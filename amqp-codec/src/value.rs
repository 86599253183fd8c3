//! The dynamic `Value` type used when the concrete wire type is not known at the call site

use crate::primitives::{Binary, Symbol, Timestamp};

/// A heterogeneous AMQP value, as produced by [`crate::de::read_any`].
///
/// Only the wire types that `read_any` actually implements are represented here. Floats,
/// decimals, char, UUID and the compound types are deliberately absent: the dynamic
/// decoder returns [`crate::error::Error::NotImplemented`] for those codes rather than
/// silently losing precision or forcing every caller to handle a variant that can never
/// be constructed anyway.
#[derive(Debug, Clone, PartialEq, Eq, Hash)]
pub enum Value {
    /// The `Null` code.
    Null,
    /// `Boolean`/`BooleanTrue`/`BooleanFalse`.
    Bool(bool),
    /// Any member of the unsigned integer family, widened to 64 bits.
    Ulong(u64),
    /// Any member of the signed integer family, widened to 64 bits.
    Long(i64),
    /// `VBin8`/`VBin32`.
    Binary(Binary),
    /// `Str8`/`Str32`.
    String(String),
    /// `Sym8`/`Sym32`.
    Symbol(Symbol),
    /// `Timestamp`.
    Timestamp(Timestamp),
}

impl From<bool> for Value {
    fn from(v: bool) -> Self {
        Value::Bool(v)
    }
}

impl From<u64> for Value {
    fn from(v: u64) -> Self {
        Value::Ulong(v)
    }
}

impl From<i64> for Value {
    fn from(v: i64) -> Self {
        Value::Long(v)
    }
}

impl From<String> for Value {
    fn from(v: String) -> Self {
        Value::String(v)
    }
}

impl From<Symbol> for Value {
    fn from(v: Symbol) -> Self {
        Value::Symbol(v)
    }
}

impl From<Timestamp> for Value {
    fn from(v: Timestamp) -> Self {
        Value::Timestamp(v)
    }
}

/// A map keyed and valued by dynamic [`Value`]s, as used by `attach`'s `unsettled` map
/// and similar "any key, any value" wire maps.
pub type MapAnyAny = indexmap::IndexMap<Value, Value>;

/// A map from `string` keys to dynamic [`Value`]s.
pub type MapStringAny = indexmap::IndexMap<String, Value>;

/// A map from `symbol` keys to dynamic [`Value`]s, used for `fields` (e.g. connection and
/// link `properties`).
pub type MapSymbolAny = indexmap::IndexMap<Symbol, Value>;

__________________________________________________

- What you need to do -
The assignment is to restate, word for word, each line from the one containing "Value::Bool(v)" through the final line of the material above.

- Written solution -
        Value::Bool(v)
    }
}

impl From<u64> for Value {
    fn from(v: u64) -> Self {
        Value::Ulong(v)
    }
}

impl From<i64> for Value {
    fn from(v: i64) -> Self {
        Value::Long(v)
    }
}

impl From<String> for Value {
    fn from(v: String) -> Self {
        Value::String(v)
    }
}

impl From<Symbol> for Value {
    fn from(v: Symbol) -> Self {
        Value::Symbol(v)
    }
}

impl From<Timestamp> for Value {
    fn from(v: Timestamp) -> Self {
        Value::Timestamp(v)
    }
}

/// A map keyed and valued by dynamic [`Value`]s, as used by `attach`'s `unsettled` map
/// and similar "any key, any value" wire maps.
pub type MapAnyAny = indexmap::IndexMap<Value, Value>;

/// A map from `string` keys to dynamic [`Value`]s.
pub type MapStringAny = indexmap::IndexMap<String, Value>;

/// A map from `symbol` keys to dynamic [`Value`]s, used for `fields` (e.g. connection and
/// link `properties`).
pub type MapSymbolAny = indexmap::IndexMap<Symbol, Value>;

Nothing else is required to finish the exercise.